幽霊の名前ってのは普通は生きていたときの名前そのままなんじゃないのか。
そうじゃないなら、口裂け女だとか、ろくろ首なんかとかと同じ、お化けになってからの名前なんだろうけど。
だからって自己紹介するお化けってのは聞いたことがない。
「うーん、それにしたってこんなに真面目に幽霊のことを考えるなんて……
やっぱり疲れてるのか、私は。だったらそっちのほうがヤバイ話だよなぁ」
「おっすおっすばっちし! さびしんぼうじゃ!」
……そんなことを考えていたら、何の前振りもないまま、唐突にさびしんぼうが現れた。
早朝の、他に人もいるバス停に、いきなりピエロ姿の女の子。
周りがざわついてもおかしくないというのに、顔色を変えてさびしんぼうのほうを向いているのはやえだけだった。
「今日もいい天気じゃのう、やえちゃん。こんな日は会社なんかサボってピクニックにでも行かんか?」
「…………」
「でもこれだけ寒いとピクニックよりは室内でゆっくり過ごすほうが気持ちええかのう?」
「………………」
「やーえーちゃーんー? おーい、聞こえんのかー?」
呆気にとられながら、やえはスルーを決行。
さびしんぼうがやたら元気なテンションで喋り出しても周りは誰も気にしていない。というか気づいていない。

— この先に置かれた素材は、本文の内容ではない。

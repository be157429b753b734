pub mod create_payment_type_idx;
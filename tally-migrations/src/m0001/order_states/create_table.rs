use sea_query::{ColumnDef, Table, TableCreateStatement, TableDropStatement};

use crate::OrderStates;

pub struct Operation;

fn up_statement() -> TableCreateStatement {
    Table::create()
        .table(OrderStates::Table)
        .col(
            ColumnDef::new(OrderStates::Id)
                .integer()
                .not_null()
                .auto_increment()
                .primary_key(),
        )
        .col(ColumnDef::new(OrderStates::TicketId).integer().not_null())
        .col(
            ColumnDef::new(OrderStates::StateName)
                .string()
                .string_len(50)
                .not_null(),
        )
        .col(ColumnDef::new(OrderStates::State).string().string_len(50))
        .col(ColumnDef::new(OrderStates::Date).big_integer().not_null())
        .to_owned()
}

fn down_statement() -> TableDropStatement {
    Table::drop().table(OrderStates::Table).to_owned()
}

#[cfg(feature = "sqlite")]
#[async_trait::async_trait]
impl sqlx_migrator::Operation<sqlx::Sqlite> for Operation {
    async fn up(
        &self,
        connection: &mut sqlx::SqliteConnection,
    ) -> Result<(), sqlx_migrator::Error> {
        let statement = up_statement().to_string(sea_query::SqliteQueryBuilder);
        sqlx::query(&statement).execute(connection).await?;

        Ok(())
    }

    async fn down(
        &self,
        connection: &mut sqlx::SqliteConnection,
    ) -> Result<(), sqlx_migrator::Error> {
        let statement = down_statement().to_string(sea_query::SqliteQueryBuilder);
        sqlx::query(&statement).execute(connection).await?;

        Ok(())
    }
}

#[cfg(feature = "postgres")]
#[async_trait::async_trait]
impl sqlx_migrator::Operation<sqlx::Postgres> for Operation {
    async fn up(&self, connection: &mut sqlx::PgConnection) -> Result<(), sqlx_migrator::Error> {
        let statement = up_statement().to_string(sea_query::PostgresQueryBuilder);
        sqlx::query(&statement).execute(connection).await?;

        Ok(())
    }

    async fn down(&self, connection: &mut sqlx::PgConnection) -> Result<(), sqlx_migrator::Error> {
        let statement = down_statement().to_string(sea_query::PostgresQueryBuilder);
        sqlx::query(&statement).execute(connection).await?;

        Ok(())
    }
}
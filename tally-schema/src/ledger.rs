use crate::{engine::Engine, error::Result, probe::ObjectRef};

/// Name of the version ledger table.
pub const VERSION_TABLE: &str = "version_info";

/// The durable, append-only record of every schema version this database
/// has passed through.
///
/// Its maximum value is the authoritative current schema version; an absent
/// ledger table reads as version 0, never as an error. Rows are only ever
/// inserted, each guarded so repeated runs stay idempotent.
pub struct VersionLedger<'a> {
    engine: &'a dyn Engine,
}

impl<'a> VersionLedger<'a> {
    pub fn new(engine: &'a dyn Engine) -> Self {
        Self { engine }
    }

    /// The maximum recorded version, 0 when the ledger table is absent or
    /// empty.
    pub async fn current_version(&self) -> Result<i64> {
        if !self
            .engine
            .object_exists(&ObjectRef::new(VERSION_TABLE))
            .await?
        {
            return Ok(0);
        }

        let version = self
            .engine
            .fetch_scalar("SELECT version FROM version_info ORDER BY version DESC LIMIT 1")
            .await?;

        Ok(version.unwrap_or(0))
    }

    /// Insert `version` into the ledger unless a row for it already exists.
    pub async fn ensure_version_recorded(&self, version: i64) -> Result<()> {
        let sql = format!(
            "INSERT INTO version_info (version) \
             SELECT {version} \
             WHERE NOT EXISTS (SELECT 1 FROM version_info WHERE version = {version})"
        );

        self.engine.execute(&sql).await
    }

    /// Record every version in `[1, version]` in ascending order.
    ///
    /// Used after a fresh creation: a schema created from the current model
    /// has implicitly passed through every version.
    pub async fn ensure_versions_recorded_up_to(&self, version: i64) -> Result<()> {
        for v in 1..=version {
            self.ensure_version_recorded(v).await?;
        }

        Ok(())
    }
}
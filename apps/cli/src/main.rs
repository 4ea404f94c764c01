//! LegisHarvest CLI: congressional hearings and roster harvester.
//!
//! Sweeps govinfo committee hearing listings in time-boxed, resumable runs
//! and refreshes the House and Senate rosters into a local search index.

mod commands;

use clap::Parser;
use color_eyre::eyre::Result;

use commands::Cli;

#[tokio::main]
async fn main() -> Result<()> {
    color_eyre::install()?;
    let cli = Cli::parse();
    commands::init_tracing(&cli);
    commands::run(cli).await
}
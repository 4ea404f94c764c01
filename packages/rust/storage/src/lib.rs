//! libSQL storage layer: harvest checkpoints and the searchable document index.
//!
//! The [`Storage`] struct wraps a local libSQL database holding:
//! - `settings`: small integer cursors, exposed through [`CheckpointStore`]
//! - `documents`: upserted records keyed by `(index_name, doc_id)`, exposed
//!   through [`BulkIndexer`] and mirrored into an FTS5 table for [`Storage::search`]
//!
//! **Access rules:** one writer at a time. Nothing here locks across
//! processes; overlapping harvest runs race on the checkpoint and the last
//! write wins.

mod migrations;

use std::future::Future;
use std::path::Path;

use chrono::Utc;
use legisharvest_shared::{CHECKPOINT_DOCUMENT, HarvestError, IndexBatch, RecordId, Result};
use libsql::{Connection, Database, params};
use tracing::{debug, warn};

// ---------------------------------------------------------------------------
// Collaborator traits
// ---------------------------------------------------------------------------

/// Durable integer cursor store.
pub trait CheckpointStore: Send + Sync {
    /// Read the value stored under `key`, or `None` if it was never written.
    fn read(&self, key: &str) -> impl Future<Output = Result<Option<i64>>> + Send;

    /// Overwrite the value stored under `key`.
    fn write(&self, key: &str, value: i64) -> impl Future<Output = Result<()>> + Send;
}

/// Outcome of one bulk flush.
#[derive(Debug, Clone, Default)]
pub struct BulkResponse {
    /// Number of documents written.
    pub indexed: usize,
    /// Documents that could not be written, with the reason.
    pub failed: Vec<(RecordId, String)>,
}

/// Bulk upsert sink for index batches.
///
/// Re-indexing an id replaces the previous document entirely. Per-item
/// failures are reported in [`BulkResponse::failed`]; `Err` is reserved for
/// the index being unusable as a whole.
pub trait BulkIndexer: Send + Sync {
    fn flush(&self, batch: &IndexBatch) -> impl Future<Output = Result<BulkResponse>> + Send;
}

// ---------------------------------------------------------------------------
// Storage
// ---------------------------------------------------------------------------

/// Primary storage handle wrapping a libSQL database.
pub struct Storage {
    #[allow(dead_code)]
    db: Database,
    conn: Connection,
    readonly: bool,
}

impl Storage {
    /// Open or create a database at `path` in read-write mode.
    pub async fn open(path: &Path) -> Result<Self> {
        if let Some(parent) = path.parent() {
            std::fs::create_dir_all(parent).map_err(|e| HarvestError::io(parent, e))?;
        }

        let db = libsql::Builder::new_local(path)
            .build()
            .await
            .map_err(|e| HarvestError::Storage(e.to_string()))?;

        let conn = db
            .connect()
            .map_err(|e| HarvestError::Storage(e.to_string()))?;

        let storage = Self {
            db,
            conn,
            readonly: false,
        };
        storage.run_migrations().await?;
        Ok(storage)
    }

    /// Open an existing database at `path` in read-only mode (search, checkpoint show).
    ///
    /// Never creates the file: a missing database is an error.
    pub async fn open_readonly(path: &Path) -> Result<Self> {
        if !path.exists() {
            return Err(HarvestError::Storage(format!(
                "no database at {}",
                path.display()
            )));
        }

        let db = libsql::Builder::new_local(path)
            .build()
            .await
            .map_err(|e| HarvestError::Storage(e.to_string()))?;

        let conn = db
            .connect()
            .map_err(|e| HarvestError::Storage(e.to_string()))?;

        Ok(Self {
            db,
            conn,
            readonly: true,
        })
    }

    /// Run pending schema migrations.
    async fn run_migrations(&self) -> Result<()> {
        let current_version = self.get_schema_version().await;

        for migration in migrations::all_migrations() {
            if migration.version > current_version {
                tracing::info!(
                    version = migration.version,
                    description = migration.description,
                    "applying migration"
                );
                self.conn
                    .execute_batch(migration.sql)
                    .await
                    .map_err(|e| {
                        HarvestError::Storage(format!(
                            "migration v{} failed: {e}",
                            migration.version
                        ))
                    })?;
            }
        }
        Ok(())
    }

    /// Get the current schema version, or 0 if no migrations have been applied.
    async fn get_schema_version(&self) -> u32 {
        let result = self
            .conn
            .query("SELECT MAX(version) FROM schema_migrations", params![])
            .await;

        match result {
            Ok(mut rows) => {
                if let Ok(Some(row)) = rows.next().await {
                    row.get::<u32>(0).unwrap_or(0)
                } else {
                    0
                }
            }
            Err(_) => 0, // Table doesn't exist yet
        }
    }

    /// Ensure we're in read-write mode before writing.
    fn check_writable(&self) -> Result<()> {
        if self.readonly {
            return Err(HarvestError::Storage(
                "database is opened in read-only mode".into(),
            ));
        }
        Ok(())
    }

    // -----------------------------------------------------------------------
    // Settings
    // -----------------------------------------------------------------------

    /// Read an integer setting.
    pub async fn get_setting(&self, document: &str, key: &str) -> Result<Option<i64>> {
        let mut rows = self
            .conn
            .query(
                "SELECT value FROM settings WHERE document = ?1 AND key = ?2",
                params![document, key],
            )
            .await
            .map_err(|e| HarvestError::Storage(e.to_string()))?;

        match rows.next().await {
            Ok(Some(row)) => Ok(Some(
                row.get::<i64>(0)
                    .map_err(|e| HarvestError::Storage(e.to_string()))?,
            )),
            Ok(None) => Ok(None),
            Err(e) => Err(HarvestError::Storage(e.to_string())),
        }
    }

    /// Write an integer setting (last writer wins).
    pub async fn set_setting(&self, document: &str, key: &str, value: i64) -> Result<()> {
        self.check_writable()?;
        let now = Utc::now().to_rfc3339();
        self.conn
            .execute(
                "INSERT INTO settings (document, key, value, updated_at)
                 VALUES (?1, ?2, ?3, ?4)
                 ON CONFLICT(document, key) DO UPDATE SET
                   value = excluded.value,
                   updated_at = excluded.updated_at",
                params![document, key, value, now.as_str()],
            )
            .await
            .map_err(|e| HarvestError::Storage(e.to_string()))?;
        Ok(())
    }

    // -----------------------------------------------------------------------
    // Documents
    // -----------------------------------------------------------------------

    /// Upsert one document, replacing any previous body under the same id.
    pub async fn upsert_document(
        &self,
        index: &str,
        id: &RecordId,
        document: &serde_json::Value,
    ) -> Result<()> {
        self.check_writable()?;
        let body = serde_json::to_string(document)
            .map_err(|e| HarvestError::validation(format!("{id}: {e}")))?;
        let search_text = search_text(document);
        let now = Utc::now().to_rfc3339();

        self.conn
            .execute(
                "INSERT INTO documents (index_name, doc_id, body, search_text, indexed_at)
                 VALUES (?1, ?2, ?3, ?4, ?5)
                 ON CONFLICT(index_name, doc_id) DO UPDATE SET
                   body = excluded.body,
                   search_text = excluded.search_text,
                   indexed_at = excluded.indexed_at",
                params![index, id.as_str(), body, search_text, now.as_str()],
            )
            .await
            .map_err(|e| HarvestError::Storage(e.to_string()))?;
        Ok(())
    }

    /// Fetch a document body by index and id.
    pub async fn get_document(&self, index: &str, id: &str) -> Result<Option<serde_json::Value>> {
        let mut rows = self
            .conn
            .query(
                "SELECT body FROM documents WHERE index_name = ?1 AND doc_id = ?2",
                params![index, id],
            )
            .await
            .map_err(|e| HarvestError::Storage(e.to_string()))?;

        match rows.next().await {
            Ok(Some(row)) => {
                let body: String = row
                    .get(0)
                    .map_err(|e| HarvestError::Storage(e.to_string()))?;
                let value = serde_json::from_str(&body)
                    .map_err(|e| HarvestError::Storage(format!("corrupt document {id}: {e}")))?;
                Ok(Some(value))
            }
            Ok(None) => Ok(None),
            Err(e) => Err(HarvestError::Storage(e.to_string())),
        }
    }

    /// Number of documents in an index.
    pub async fn count_documents(&self, index: &str) -> Result<u64> {
        let mut rows = self
            .conn
            .query(
                "SELECT COUNT(*) FROM documents WHERE index_name = ?1",
                params![index],
            )
            .await
            .map_err(|e| HarvestError::Storage(e.to_string()))?;

        match rows.next().await {
            Ok(Some(row)) => Ok(row.get::<i64>(0).unwrap_or(0).max(0) as u64),
            Ok(None) => Ok(0),
            Err(e) => Err(HarvestError::Storage(e.to_string())),
        }
    }

    // -----------------------------------------------------------------------
    // FTS search
    // -----------------------------------------------------------------------

    /// Full-text search across documents of one index.
    pub async fn search(&self, index: &str, query: &str, limit: u32) -> Result<Vec<SearchHit>> {
        let mut rows = self
            .conn
            .query(
                "SELECT d.doc_id, d.body, rank
                 FROM documents_fts fts
                 JOIN documents d ON d.rowid = fts.rowid
                 WHERE documents_fts MATCH ?1 AND d.index_name = ?2
                 ORDER BY rank
                 LIMIT ?3",
                params![query, index, limit],
            )
            .await
            .map_err(|e| HarvestError::Storage(e.to_string()))?;

        let mut results = Vec::new();
        while let Some(row) = rows
            .next()
            .await
            .map_err(|e| HarvestError::Storage(e.to_string()))?
        {
            let id: String = row
                .get(0)
                .map_err(|e| HarvestError::Storage(e.to_string()))?;
            let body: String = row
                .get(1)
                .map_err(|e| HarvestError::Storage(e.to_string()))?;
            let score: f64 = row.get(2).unwrap_or(0.0);
            results.push(SearchHit {
                document: serde_json::from_str(&body).unwrap_or(serde_json::Value::Null),
                id,
                score,
            });
        }
        Ok(results)
    }
}

impl CheckpointStore for Storage {
    async fn read(&self, key: &str) -> Result<Option<i64>> {
        self.get_setting(CHECKPOINT_DOCUMENT, key).await
    }

    async fn write(&self, key: &str, value: i64) -> Result<()> {
        self.set_setting(CHECKPOINT_DOCUMENT, key, value).await
    }
}

impl BulkIndexer for Storage {
    async fn flush(&self, batch: &IndexBatch) -> Result<BulkResponse> {
        self.check_writable()?;

        let mut response = BulkResponse::default();
        for op in &batch.ops {
            match self.upsert_document(&batch.index, &op.id, &op.document).await {
                Ok(()) => response.indexed += 1,
                Err(e) => {
                    warn!(index = %batch.index, id = %op.id, error = %e, "failed to index document");
                    response.failed.push((op.id.clone(), e.to_string()));
                }
            }
        }

        if response.indexed == 0 && !response.failed.is_empty() {
            let (_, first) = &response.failed[0];
            return Err(HarvestError::Storage(format!(
                "bulk flush to {} failed for all {} documents: {first}",
                batch.index,
                response.failed.len()
            )));
        }

        debug!(
            index = %batch.index,
            indexed = response.indexed,
            failed = response.failed.len(),
            "bulk flush"
        );
        Ok(response)
    }
}

/// A search result from FTS5.
#[derive(Debug, Clone)]
pub struct SearchHit {
    /// Document id within the index.
    pub id: String,
    /// Stored document body.
    pub document: serde_json::Value,
    /// FTS5 rank score (lower is better).
    pub score: f64,
}

/// Flatten every string and number in a document into one searchable line.
fn search_text(value: &serde_json::Value) -> String {
    fn walk(value: &serde_json::Value, out: &mut Vec<String>) {
        match value {
            serde_json::Value::String(s) => out.push(s.clone()),
            serde_json::Value::Number(n) => out.push(n.to_string()),
            serde_json::Value::Array(items) => items.iter().for_each(|v| walk(v, out)),
            serde_json::Value::Object(map) => map.values().for_each(|v| walk(v, out)),
            serde_json::Value::Bool(_) | serde_json::Value::Null => {}
        }
    }

    let mut parts = Vec::new();
    walk(value, &mut parts);
    parts.join(" ")
}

どうやらさびしんぼうの姿が他の人に見えないというのは本当のようだ。
だったらここで馬鹿正直にさびしんぼうに付き合ったら、周りから見えるのは虚空に向かって謎の会話を始めるアラサー女子。
駄目だ、そんなことをしてしまえば明日からこのバス停を使えなくなってしまう。それだけは絶対に避けなければならない。